Multimodal · intermediate
Diffusion Model (diffusion)
Diffusion models generate images (and now video, audio) by learning to reverse a step-by-step noising process. Starting from pure noise, they denoise back into a coherent sample.
Explanation
Training: take a clean image, progressively add noise across many steps, train a network to predict the noise added at each step. Inference: start from pure noise and iteratively run the denoiser in reverse, optionally conditioned on a text prompt.
Stable Diffusion, DALL-E, Midjourney, FLUX, and most image-generation services use diffusion (or a close relative like flow matching). Recent work has scaled diffusion to video (Sora, Veo) and audio (Suno, Udio).
Examples
- Stable Diffusion generating an image from "a photo of an astronaut on a horse."
- Sora generating short video clips from a text description.
Frequently asked
What is Diffusion Model?
Diffusion models generate images (and now video, audio) by learning to reverse a step-by-step noising process. Starting from pure noise, they denoise back into a coherent sample.

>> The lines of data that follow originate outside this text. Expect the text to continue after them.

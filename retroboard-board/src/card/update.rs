//! UpdateCard command

use super::card_mut;
use crate::content::{compose, split_gifs};
use crate::error::{BoardError, Result};
use crate::store::{BoardStore, Execute};
use crate::types::{Card, EntityId};
use serde::Deserialize;
use tracing::debug;

/// Replace a card's content
#[derive(Debug, Clone, Deserialize)]
pub struct UpdateCard {
    pub id: EntityId,
    pub content: String,
    /// Replace the card's gifs; `None` keeps the ones in `content`
    pub gifs: Option<Vec<String>>,
}

impl UpdateCard {
    pub fn new(id: impl Into<EntityId>, content: impl Into<String>) -> Self {
        Self {
            id: id.into(),
            content: content.into(),
            gifs: None,
        }
    }

    pub fn with_gifs(mut self, gifs: Vec<String>) -> Self {
        self.gifs = Some(gifs);
        self
    }
}

impl Execute for UpdateCard {
    type Output = Card;

    fn execute(&self, store: &mut BoardStore) -> Result<Card> {
        let mut parts = split_gifs(&self.content);
        if let Some(gifs) = &self.gifs {
            parts.gifs = gifs.clone();
        }
        if parts.is_blank() {
            return Err(BoardError::invalid_value("content", "card content cannot be empty"));
        }

        let card = card_mut(store, self.id.as_str())?;
        card.content = compose(&parts.text, &parts.gifs);
        debug!(card = %self.id, "card updated");
        Ok(card.clone())
    }
}

#[cfg(test)]
mod tests {
    use super::*;
    use crate::stack::get_stack;
    use crate::types::{Board, Column, Stack};

    #[test]
    fn test_update_card_inside_stack() {
        let board = Board::new([Column::new("col", "C").with_item(Stack::new(
            "s1",
            Card::new("a", "A", "old"),
            Card::new("b", "B", "keep"),
        ))]);
        let mut store = BoardStore::new(board).unwrap();

        UpdateCard::new("a", "new text").execute(&mut store).unwrap();
        let stack = get_stack(store.board(), "s1").unwrap();
        assert_eq!(stack.cards()[0].content, "new text");
        assert_eq!(stack.cards()[1].content, "keep");
    }

    #[test]
    fn test_update_replaces_gifs() {
        let mut store = BoardStore::new(Board::sample()).unwrap();
        let card = UpdateCard::new("card1", "text ![gif](https://a.test/old.gif)")
            .with_gifs(vec!["https://a.test/new.gif".into()])
            .execute(&mut store)
            .unwrap();
        assert_eq!(card.content, "text\n\n![gif](https://a.test/new.gif)");
    }

    #[test]
    fn test_update_spacer_is_wrong_kind() {
        let mut store = BoardStore::new(Board::sample()).unwrap();
        let err = UpdateCard::new("spacer1", "x").execute(&mut store).unwrap_err();
        assert!(matches!(err, BoardError::WrongKind { .. }));
        assert_eq!(store.revision(), 0);
    }
}
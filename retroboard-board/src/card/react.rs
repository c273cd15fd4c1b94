//! ReactToCard command

use super::card_mut;
use crate::error::{BoardError, Result};
use crate::store::{BoardStore, Execute};
use crate::types::EntityId;
use serde::Deserialize;
use tracing::debug;

/// Add one emoji reaction to a card
#[derive(Debug, Clone, Deserialize)]
pub struct ReactToCard {
    pub id: EntityId,
    pub emoji: String,
}

impl ReactToCard {
    pub fn new(id: impl Into<EntityId>, emoji: impl Into<String>) -> Self {
        Self {
            id: id.into(),
            emoji: emoji.into(),
        }
    }
}

impl Execute for ReactToCard {
    /// Count for this emoji after the reaction
    type Output = u32;

    fn execute(&self, store: &mut BoardStore) -> Result<u32> {
        let emoji = self.emoji.trim();
        if emoji.is_empty() {
            return Err(BoardError::invalid_value("emoji", "cannot be empty"));
        }
        let card = card_mut(store, self.id.as_str())?;
        let count = card.reactions.entry(emoji.to_string()).or_insert(0);
        *count += 1;
        debug!(card = %self.id, emoji, count = *count, "reaction added");
        Ok(*count)
    }
}
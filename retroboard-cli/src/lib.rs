//! Retroboard CLI - replay drag gestures against a retrospective board
//!
//! The binary is a thin host around `retroboard-board`: it loads a seed
//! board and a script, drives a [`retroboard_board::BoardSession`] on a
//! virtual clock, and prints the board the session ends with.

pub mod cli;
pub mod commands;
pub mod logging;
pub mod script;

pub use cli::{Cli, Commands, OutputFormat};
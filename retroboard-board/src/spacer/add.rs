//! AddSpacer command

use super::normalize;
use crate::error::{BoardError, Result};
use crate::store::{BoardStore, Execute};
use crate::types::{EntityId, Item, Spacer};
use serde::Deserialize;
use tracing::debug;

/// Append a section divider to a column
#[derive(Debug, Clone, Deserialize)]
pub struct AddSpacer {
    pub column: EntityId,
    pub name: Option<String>,
    pub color_tag: Option<String>,
}

impl AddSpacer {
    pub fn new(column: impl Into<EntityId>) -> Self {
        Self {
            column: column.into(),
            name: None,
            color_tag: None,
        }
    }

    pub fn with_name(mut self, name: impl Into<String>) -> Self {
        self.name = Some(name.into());
        self
    }

    pub fn with_color(mut self, color_tag: impl Into<String>) -> Self {
        self.color_tag = Some(color_tag.into());
        self
    }
}

impl Execute for AddSpacer {
    type Output = Spacer;

    fn execute(&self, store: &mut BoardStore) -> Result<Spacer> {
        let index = store
            .board()
            .column_index(self.column.as_str())
            .ok_or_else(|| BoardError::ColumnNotFound {
                id: self.column.to_string(),
            })?;

        let spacer = Spacer {
            id: EntityId::new(),
            name: normalize(self.name.as_deref()),
            color_tag: normalize(self.color_tag.as_deref()),
        };
        if let Some(column) = store.board_mut().column_mut(index) {
            column.items.push(Item::Spacer(spacer.clone()));
        }
        debug!(spacer = %spacer.id, column = %self.column, "spacer added");
        Ok(spacer)
    }
}

#[cfg(test)]
mod tests {
    use super::*;
    use crate::types::Board;

    #[test]
    fn test_blank_name_becomes_none() {
        let mut store = BoardStore::new(Board::sample()).unwrap();
        let spacer = AddSpacer::new("col1")
            .with_name("   ")
            .with_color("bg-green-200")
            .execute(&mut store)
            .unwrap();

        assert_eq!(spacer.name, None);
        assert_eq!(spacer.color_tag.as_deref(), Some("bg-green-200"));
        let last = store.board().column_at(0).unwrap().items.last().unwrap();
        assert_eq!(last, &Item::Spacer(spacer));
    }

    #[test]
    fn test_unknown_column() {
        let mut store = BoardStore::new(Board::sample()).unwrap();
        assert!(AddSpacer::new("nope").execute(&mut store).is_err());
    }
}
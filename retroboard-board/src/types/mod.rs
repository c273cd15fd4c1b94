//! Core types for the board engine

mod board;
mod ids;
mod item;

// Re-export all types
pub use board::{Board, Column};
pub use ids::EntityId;
pub use item::{Card, Item, ItemKind, Shrunk, Spacer, Stack};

What is an example of diffusion model?
Stable Diffusion generating an image from "a photo of an astronaut on a horse."
How is Diffusion Model related to Generative AI?
Diffusion Model and Generative AI are both multimodal concepts. Generative AI refers to models that produce new content — text, images, audio, video, or code — rather than classifying or predicting from a fixed set of labels.
Is Diffusion Model considered intermediate?
Diffusion Model is generally considered intermediate-level material in the AI and LLM space.